How Should Bill Ackman And Carl Icahn Settle This Thing Once And For All?

When Mark Hughs founded a multi-level marketing company called Herbalife in 1980, he probably thought it had the power to do a lot of things. Help people lose weight. Makes others rich. Shake up the diet industry. What he mostly likely did not expect, however, was that his li’l company that could would reignite a feud between two billionaires that would devolve into a flurry of press releases quibbling over who was dying to be friends with whom, shouting matches on live TV, and, we predict, someone telling someone else he has a right mind to “Rip the eyes out of your head and piss into your dead skull! You messed with the wrong hedge fund manager!”

Obviously, we’re talking about Bill Ackman and Carl Icahn, who’ve never had good things to say about one another but recently cranked their unbridled hatred for the other several notches. For those just tuning in, yesterday afternoon, Icahn took to Bloomberg TV to remind the world that he doesn’t like Bill Ackman, he doesn’t trust Bill Ackman, and he doesn’t respect Bill Ackman. Icahn went onto say that he didn’t think Ackman shorted Herbalife in the “right” way and suggested– by saying outright– that the notion Ackman is donating his winnings to charity is bull shit because his LPs will still get paid.

None of this sat well with the Pershing Square founder, who last night issued a press release detailing the business deal that he and Icahn collaborated on a decade ago– the original source of their bad blood– which revealed Icahn to be a guy you can’t trust and with whom you would not want to share a beer, which is why Ackman refused Carl’s request to be friends.

Now it was old Carl’s turn to be get angry about the way his nemesis chose to characterize him, and he wasted no time putting together a counterpunch.
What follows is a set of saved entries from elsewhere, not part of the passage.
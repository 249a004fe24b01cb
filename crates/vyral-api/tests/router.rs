//! HTTP surface tests: authentication, validation and status mapping.

use std::sync::atomic::{AtomicUsize, Ordering};
use std::sync::Arc;
use std::time::Duration;

use async_trait::async_trait;
use axum::body::{to_bytes, Body};
use axum::http::{header, Request, StatusCode};
use axum::Router;
use serde_json::{json, Value};
use tower::ServiceExt;
use vyral_api::{create_router, ApiConfig, AppState, OperationCatalog};
use vyral_cache::MemoryCache;
use vyral_models::{AsyncJobSnapshot, JobHandle, JobRequest, Operation};
use vyral_orchestrator::{OperationDescriptor, Orchestrator, OrchestratorConfig};
use vyral_providers::{AsyncProvider, Candidate, Provider, ProviderError, ProviderResult};
use wiremock::matchers::{body_json, method, path};
use wiremock::{Mock, MockServer, ResponseTemplate};

const SECRET: &str = "test-secret";

struct StubProvider {
    outcome: Result<Value, String>,
    calls: AtomicUsize,
}

impl StubProvider {
    fn new(outcome: Result<Value, String>) -> Arc<Self> {
        Arc::new(Self {
            outcome,
            calls: AtomicUsize::new(0),
        })
    }
}

impl Candidate for StubProvider {
    fn id(&self) -> &str {
        "stub"
    }
}

#[async_trait]
impl Provider for StubProvider {
    async fn invoke(&self, _request: &JobRequest) -> ProviderResult<Value> {
        self.calls.fetch_add(1, Ordering::SeqCst);
        self.outcome.clone().map_err(ProviderError::reported)
    }
}

/// Accepts every submission and never finishes.
struct StuckRender {
    checks: AtomicUsize,
}

impl Candidate for StuckRender {
    fn id(&self) -> &str {
        "stuck"
    }
}

#[async_trait]
impl AsyncProvider for StuckRender {
    async fn submit(&self, _request: &JobRequest) -> ProviderResult<JobHandle> {
        Ok(JobHandle::new("stuck", "render-1"))
    }

    async fn status(&self, _handle: &JobHandle) -> ProviderResult<AsyncJobSnapshot> {
        self.checks.fetch_add(1, Ordering::SeqCst);
        Ok(AsyncJobSnapshot::running())
    }
}

fn app(strategy: Arc<StubProvider>, captions: Arc<StubProvider>) -> Router {
    let config = ApiConfig {
        worker_secret: SECRET.to_string(),
        ..Default::default()
    };
    let orchestrator =
        Orchestrator::new(Arc::new(MemoryCache::new()), &OrchestratorConfig::default()).unwrap();
    let catalog = OperationCatalog::new()
        .with(
            Operation::Strategy,
            OperationDescriptor::direct("strategy", vec![strategy as Arc<dyn Provider>]),
        )
        .with(
            Operation::PlatformCaptions,
            OperationDescriptor::direct("platform-captions", vec![captions as Arc<dyn Provider>]),
        );

    create_router(AppState::new(config, orchestrator, catalog), None)
}

fn default_app() -> Router {
    app(
        StubProvider::new(Ok(json!({"strategy_text": "go"}))),
        StubProvider::new(Err("caption model down".to_string())),
    )
}

fn post(path: &str, token: Option<&str>, body: &str) -> Request<Body> {
    let mut builder = Request::builder()
        .method("POST")
        .uri(path)
        .header(header::CONTENT_TYPE, "application/json");
    if let Some(token) = token {
        builder = builder.header(header::AUTHORIZATION, format!("Bearer {token}"));
    }
    builder.body(Body::from(body.to_string())).unwrap()
}

async fn send(app: Router, request: Request<Body>) -> (StatusCode, Value) {
    let response = app.oneshot(request).await.unwrap();
    let status = response.status();
    let bytes = to_bytes(response.into_body(), usize::MAX).await.unwrap();
    let body = serde_json::from_slice(&bytes).unwrap_or(Value::Null);
    (status, body)
}

#[tokio::test]
async fn test_missing_token_is_unauthorized() {
    let (status, body) = send(default_app(), post("/strategy", None, r#"{"transcript":"x"}"#)).await;
    assert_eq!(status, StatusCode::UNAUTHORIZED);
    assert_eq!(body, json!({"error": "Unauthorized"}));
}

#[tokio::test]
async fn test_wrong_token_is_unauthorized_before_validation() {
    let strategy = StubProvider::new(Ok(json!({})));
    let app = app(Arc::clone(&strategy), StubProvider::new(Ok(json!({}))));

    let (status, body) = send(app, post("/strategy", Some("nope"), "{}")).await;
    assert_eq!(status, StatusCode::UNAUTHORIZED);
    assert_eq!(body["error"], "Unauthorized");
    assert_eq!(strategy.calls.load(Ordering::SeqCst), 0);
}

#[tokio::test]
async fn test_unknown_path_is_not_found() {
    let (status, body) = send(default_app(), post("/nope", None, "{}")).await;
    assert_eq!(status, StatusCode::NOT_FOUND);
    assert_eq!(body, json!({"error": "Not found"}));
}

#[tokio::test]
async fn test_unregistered_operation_is_not_found() {
    let (status, _) = send(
        default_app(),
        post("/vision", Some(SECRET), r#"{"file_url":"https://cdn.example.com/a.jpg"}"#),
    )
    .await;
    assert_eq!(status, StatusCode::NOT_FOUND);
}

#[tokio::test]
async fn test_missing_required_fields() {
    let (status, body) = send(default_app(), post("/strategy", Some(SECRET), "{}")).await;
    assert_eq!(status, StatusCode::BAD_REQUEST);
    assert_eq!(body, json!({"error": "transcript is required"}));

    let (status, body) = send(
        default_app(),
        post("/platform-captions", Some(SECRET), r#"{"transcript":"x","platform":""}"#),
    )
    .await;
    assert_eq!(status, StatusCode::BAD_REQUEST);
    assert_eq!(body["error"], "transcript and platform are required");

    let (status, body) = send(default_app(), post("/micro-clips", Some(SECRET), "")).await;
    assert_eq!(status, StatusCode::BAD_REQUEST);
    assert_eq!(body["error"], "file_url and transcript are required");
}

#[tokio::test]
async fn test_malformed_json_is_bad_request() {
    let (status, body) =
        send(default_app(), post("/strategy", Some(SECRET), r#"{"transcript":"#)).await;
    assert_eq!(status, StatusCode::BAD_REQUEST);
    assert_eq!(body["error"], "Invalid JSON body");
}

#[tokio::test]
async fn test_private_webhook_url_is_rejected() {
    let strategy = StubProvider::new(Ok(json!({})));
    let app = app(Arc::clone(&strategy), StubProvider::new(Ok(json!({}))));

    let (status, body) = send(
        app,
        post(
            "/strategy",
            Some(SECRET),
            r#"{"transcript":"x","webhook_url":"http://169.254.169.254/latest"}"#,
        ),
    )
    .await;
    assert_eq!(status, StatusCode::BAD_REQUEST);
    assert!(body["error"].as_str().unwrap().starts_with("Invalid webhook_url"));
    assert_eq!(strategy.calls.load(Ordering::SeqCst), 0);
}

#[tokio::test]
async fn test_completed_job_is_ok() {
    let (status, body) = send(
        default_app(),
        post("/strategy", Some(SECRET), r#"{"transcript":"x","job_id":"job-7"}"#),
    )
    .await;
    assert_eq!(status, StatusCode::OK);
    assert_eq!(
        body,
        json!({"job_id": "job-7", "status": "completed", "result": {"strategy_text": "go"}})
    );
}

#[tokio::test]
async fn test_failed_job_is_server_error() {
    let (status, body) = send(
        default_app(),
        post("/platform-captions", Some(SECRET), r#"{"transcript":"x","platform":"tiktok"}"#),
    )
    .await;
    assert_eq!(status, StatusCode::INTERNAL_SERVER_ERROR);
    assert_eq!(
        body,
        json!({"job_id": null, "status": "failed", "error": "caption model down"})
    );
}

#[tokio::test]
async fn test_health_and_ready() {
    let request = Request::builder().uri("/health").body(Body::empty()).unwrap();
    let (status, body) = send(default_app(), request).await;
    assert_eq!(status, StatusCode::OK);
    assert_eq!(body["status"], "healthy");

    let request = Request::builder().uri("/ready").body(Body::empty()).unwrap();
    let (status, body) = send(default_app(), request).await;
    assert_eq!(status, StatusCode::OK);
    assert_eq!(body["checks"]["cache"]["backend"], "memory");
}

#[tokio::test]
async fn test_security_headers_and_request_id() {
    let request = Request::builder()
        .uri("/health")
        .header("X-Request-ID", "req-123")
        .body(Body::empty())
        .unwrap();
    let response = default_app().oneshot(request).await.unwrap();
    assert_eq!(response.headers()["X-Request-ID"], "req-123");
    assert_eq!(response.headers()["X-Content-Type-Options"], "nosniff");
}

#[tokio::test]
async fn test_client_disconnect_cancels_polling_and_notifies_webhook() {
    let webhook = MockServer::start().await;
    Mock::given(method("POST"))
        .and(path("/hook"))
        .and(body_json(json!({
            "job_id": "render-9",
            "status": "failed",
            "error": "Job cancelled"
        })))
        .respond_with(ResponseTemplate::new(200))
        .expect(1)
        .mount(&webhook)
        .await;

    let render = Arc::new(StuckRender {
        checks: AtomicUsize::new(0),
    });
    let config = ApiConfig {
        worker_secret: SECRET.to_string(),
        allow_private_webhooks: true,
        ..Default::default()
    };
    let orchestrator_config = OrchestratorConfig {
        poll_interval: Duration::from_millis(10),
        max_poll_ticks: 10_000,
        ..Default::default()
    };
    let orchestrator =
        Orchestrator::new(Arc::new(MemoryCache::new()), &orchestrator_config).unwrap();
    let catalog = OperationCatalog::new().with(
        Operation::RenderCaptions,
        OperationDescriptor::polled(
            "render-captions",
            vec![Arc::clone(&render) as Arc<dyn AsyncProvider>],
        ),
    );
    let app = create_router(AppState::new(config, orchestrator, catalog), None);

    let body = json!({
        "file_url": "https://cdn.example.com/v.mp4",
        "captions": "Hi",
        "job_id": "render-9",
        "webhook_url": format!("{}/hook", webhook.uri())
    })
    .to_string();

    // The client gives up while the render is still running
    let dropped = tokio::time::timeout(
        Duration::from_millis(100),
        app.oneshot(post("/render-captions", Some(SECRET), &body)),
    )
    .await;
    assert!(dropped.is_err());
    assert!(render.checks.load(Ordering::SeqCst) > 0);

    let mut delivered = 0;
    for _ in 0..100 {
        delivered = webhook.received_requests().await.unwrap_or_default().len();
        if delivered > 0 {
            break;
        }
        tokio::time::sleep(Duration::from_millis(20)).await;
    }
    assert_eq!(delivered, 1);

    // Polling stopped with the request
    let checks = render.checks.load(Ordering::SeqCst);
    tokio::time::sleep(Duration::from_millis(100)).await;
    assert_eq!(render.checks.load(Ordering::SeqCst), checks);
}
As for why his statement came out nearly 12 hours after Bill’s, we assume that it took a while to get typed up, because he was dictating it to someone (oh to be a fly on that wall) and also because he really want to nail the last line.

In 2003 I helped Bill Ackman out of a jam he was in with a fund called Gotham Partners, by buying Gotham’s stake in a company called Hallwood Partners.

In our stock purchase agreement with Gotham they were entitled to an earnout equal to 50% of our profit on the Hallwood shares if we “sold or otherwise transferred” those shares. This was to protect Bill from looking bad to his investors if we went out and flipped the stock to someone else.

We never sold or transferred the Hallwood shares. Instead Hallwood was acquired in a merger transaction that we voted against.

We did not believe that the agreement covered such a situation, based on cases in a number of states, and it was very clear from my negotiations with Bill that that he was not to be paid under these circumstances. However Bill sued and was able to convince New York courts not to follow the law in other states.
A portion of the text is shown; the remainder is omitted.